Welcome to the thoughts, rants and passions of a young Muslim woman seeking soulful enlightenment in cyberspace.

Monday, January 24, 2005

Where have your hands been today?!

You learn strange things on road trips. I think the most disgusting thing I observed in roadside restrooms recently is that a horrifyingly large proportion of people do not wash their hands after using the toilet. I know this is not just a road trip thing. I’m pretty sure there are people who do not wash their hands anywhere. I notice it on campus too: a girl opens the toilet door and waltzes right out the bathroom, smelly hands and all, while I’m scrubbing away at my hands with antibacterial soap.

I used to think only kids did that – I figured parents weren’t doing a good job teaching their youngsters how important it is to wash their hands after using the bathroom. So when I saw mothers doing the same thing, I convinced myself it was an anomaly. Until I started noticing it again. And again. And again. I mean, I know I might never even meet the same people again. Some would say meeting someone in the bathroom is not really meeting them at all. But just the thought of so many icky hands running loose in civilized society is enough to put me in panic mode.

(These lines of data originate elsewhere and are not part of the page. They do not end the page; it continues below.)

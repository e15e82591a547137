//! # Templates
//!
//! Detached subtrees for the "create" actions. Every template except the
//! separator carries a fresh preset id.

use knecht_common::{Cells, ItemKind, NodeData};

/// Camera tags understood by the rendering engine and their command formats
pub const CAMERA_COMMANDS: [(&str, &str); 5] = [
    ("rtt_Camera_FOV", "FOV CAMERA {0}"),
    ("rtt_Camera_Position", "POS CAMERA {0} {1} {2}"),
    ("rtt_Camera_Orientation", "ORIENT CAMERA {0} {1} {2} {3}"),
    ("knecht_clip_near", "CLIPPLANE_NEAR CAMERA {0}"),
    ("knecht_clip_far", "CLIPPLANE_FAR CAMERA {0}"),
];

pub const CAMERA_DESCRIPTIONS: [(&str, &str); 11] = [
    ("rtt_Camera_FOV", "Camera field of view: Angle"),
    ("rtt_Camera_Position", "Camera position: X, Y, Z"),
    ("rtt_Camera_Orientation", "Camera orientation: Rotation Vector X, Y, Z, Angle"),
    ("rtt_BackgroundColor_RGBA", "Viewer background color: R, G, B, A"),
    ("rtt_width", "Viewer width in px"),
    ("rtt_height", "Viewer height in px"),
    ("rtt_Camera_RenderOutputWidth", "Output width in px"),
    ("rtt_Camera_RenderOutputHeight", "Output height in px"),
    ("rtt_antiAliasQuality", "Anti Aliasing Sampling Factor"),
    ("knecht_clip_near", "Near Clipping Plane"),
    ("knecht_clip_far", "Far Clipping Plane"),
];

/// Example camera data used to pre-fill new camera items
pub const CAMERA_EXAMPLE_INFO: [(&str, &str); 24] = [
    ("Software", "3DEXCITE DELTAGEN 2017.1"),
    ("rtt_Camera_FOV", "38.8801"),
    ("rtt_Camera_FocalLength", "34"),
    ("rtt_Camera_Projection", "1"),
    ("rtt_Camera_EyeSeparation", "77.44"),
    ("rtt_Camera_ConvergenceDistance", "34"),
    ("rtt_Camera_PreScale", "1"),
    ("rtt_Camera_Overscan", "1"),
    ("rtt_Camera_HorizontalFilmOffset", "0"),
    ("rtt_Camera_VerticalFilmOffset", "0"),
    ("rtt_Camera_HorizontalSensorSize", "36"),
    ("rtt_Camera_VerticalSensorSize", "24"),
    ("rtt_Camera_FilmFit", "2"),
    ("rtt_Camera_RenderOutputWidth", "2880"),
    ("rtt_Camera_RenderOutputHeight", "1620"),
    ("rtt_Camera_Position", "-221.522, -143.877, 88.475"),
    ("rtt_Camera_Orientation", "0.734806, -0.397707, -0.549444, 89.13848193527295"),
    ("rtt_BackgroundColor_RGBA", "1, 1, 1, 1"),
    ("rtt_width", "1920"),
    ("rtt_height", "1080"),
    ("rtt_antiAliasQuality", "8"),
    ("rtt_FileName", "Some_File.csb"),
    ("knecht_clip_near", "100.0"),
    ("knecht_clip_far", "10000.0"),
];

/// Default render settings: type key and value
pub const RENDER_SETTING_DEFAULTS: [(&str, &str, &str); 3] = [
    ("Sampling", "sampling", "1"),
    ("File_Extension", "file_extension", ".hdr"),
    ("Resolution", "resolution", "2560 1920"),
];

pub fn camera_command(tag: &str) -> Option<&'static str> {
    CAMERA_COMMANDS
        .iter()
        .find(|(key, _)| *key == tag)
        .map(|(_, command)| *command)
}

pub fn camera_description(tag: &str) -> Option<&'static str> {
    CAMERA_DESCRIPTIONS
        .iter()
        .find(|(key, _)| *key == tag)
        .map(|(_, description)| *description)
}

#[derive(Debug, Clone, Copy, PartialEq, Eq)]
pub enum Template {
    Preset,
    TrimSetup,
    Options,
    Package,
    Reset,
    Viewset,
    FakomSetup,
    FakomOption,
    Output,
    PlmXml,
    Camera,
    Separator,
    RenderPreset,
}

impl Template {
    pub const ALL: [Template; 13] = [
        Template::Preset,
        Template::TrimSetup,
        Template::Options,
        Template::Package,
        Template::Reset,
        Template::Viewset,
        Template::FakomSetup,
        Template::FakomOption,
        Template::Output,
        Template::PlmXml,
        Template::Camera,
        Template::Separator,
        Template::RenderPreset,
    ];

    pub fn type_key(self) -> &'static str {
        match self {
            Template::Preset => "preset",
            Template::TrimSetup => "trim_setup",
            Template::Options => "options",
            Template::Package => "package",
            Template::Reset => "reset",
            Template::Viewset => "viewset",
            Template::FakomSetup => "fakom_setup",
            Template::FakomOption => "fakom_option",
            Template::Output => "output_item",
            Template::PlmXml => "plmxml_item",
            Template::Camera => "camera_item",
            Template::Separator => "separator",
            Template::RenderPreset => "render_preset",
        }
    }

    pub fn default_name(self) -> &'static str {
        match self {
            Template::Preset => "User_Preset",
            Template::TrimSetup => "Trimline",
            Template::Options => "Options",
            Template::Package => "Package",
            Template::Reset => "Reset",
            Template::Viewset => "Viewset",
            Template::FakomSetup => "FaKom_Trim",
            Template::FakomOption => "FaKom_Option",
            Template::Output => "Output",
            Template::PlmXml => "PlmXml",
            Template::Camera => "Camera",
            Template::Separator => "",
            Template::RenderPreset => "Render_Preset",
        }
    }

    pub fn from_type_key(key: &str) -> Option<Self> {
        Self::ALL.into_iter().find(|template| template.type_key() == key)
    }

    pub fn build(self) -> NodeData {
        self.build_named(self.default_name())
    }

    pub fn build_named(self, name: &str) -> NodeData {
        match self {
            Template::Separator => Cells::default().with_type(self.type_key()).into(),
            Template::Camera => camera_item(name, &CAMERA_EXAMPLE_INFO),
            Template::RenderPreset => render_preset(name, Vec::new()),
            _ => Cells::preset(name, self.type_key()).into(),
        }
    }
}

/// A camera item with one row per camera tag
pub fn camera_item(name: &str, info: &[(&str, &str)]) -> NodeData {
    let children = info
        .iter()
        .enumerate()
        .map(|(order, (tag, value))| {
            let cells = Cells::variant(order as i32, *tag, *value);
            match camera_description(tag) {
                Some(description) => cells.with_description(description).into(),
                None => cells.into(),
            }
        })
        .collect();
    NodeData::new(Cells::preset(name, Template::Camera.type_key())).with_children(children)
}

/// A render preset: `items` followed by the default render settings
pub fn render_preset(name: &str, items: Vec<NodeData>) -> NodeData {
    let offset = items.len();
    let mut children = number(items, 0);
    children.extend(
        RENDER_SETTING_DEFAULTS
            .iter()
            .enumerate()
            .map(|(i, (setting, key, value))| {
                Cells::variant((offset + i) as i32, *setting, *value)
                    .with_type(*key)
                    .into()
            }),
    );
    NodeData::new(Cells::preset(name, Template::RenderPreset.type_key())).with_children(children)
}

/// A user preset holding `items`
pub fn user_preset(name: &str, items: Vec<NodeData>) -> NodeData {
    NodeData::new(Cells::preset(name, Template::Preset.type_key())).with_children(number(items, 0))
}

/// Kinds that may be collected into a preset from a selection
pub fn accepted_in_preset(kind: ItemKind) -> bool {
    matches!(
        kind,
        ItemKind::Preset
            | ItemKind::Variant
            | ItemKind::Reference
            | ItemKind::OutputItem
            | ItemKind::CameraItem
            | ItemKind::PlmXmlItem
    )
}

fn number(items: Vec<NodeData>, start: i32) -> Vec<NodeData> {
    items
        .into_iter()
        .enumerate()
        .map(|(i, mut item)| {
            item.cells.order = start + i as i32;
            item
        })
        .collect()
}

I’m pretty sure those are the sorts of people who don’t wash their hands before diving into a large order of french fries. Hey, when you’ve got ketchup on your fingers, everything tastes fantastic. I learned that when I was two. But seriously, what’s so hard about taking a few minutes to dash some water, maybe even some soap, over your hands? Is it because people are in a rush? Because they just don’t think it’s necessary? This is one aspect of Western culture that I’m pretty glad I haven’t picked up on. I have to admit though, I do have nightmares about those germs getting close to me.

Sometimes I think it’s a good thing I can hide behind the Islamic custom of not shaking hands. Sadly the excuse only works with the opposite sex. God knows where those stinkers’ hands were before they shake mine. I have to bite my tongue to prevent myself from asking, where have your hands been today?

It’s so repulsive I don’t even want to think about it.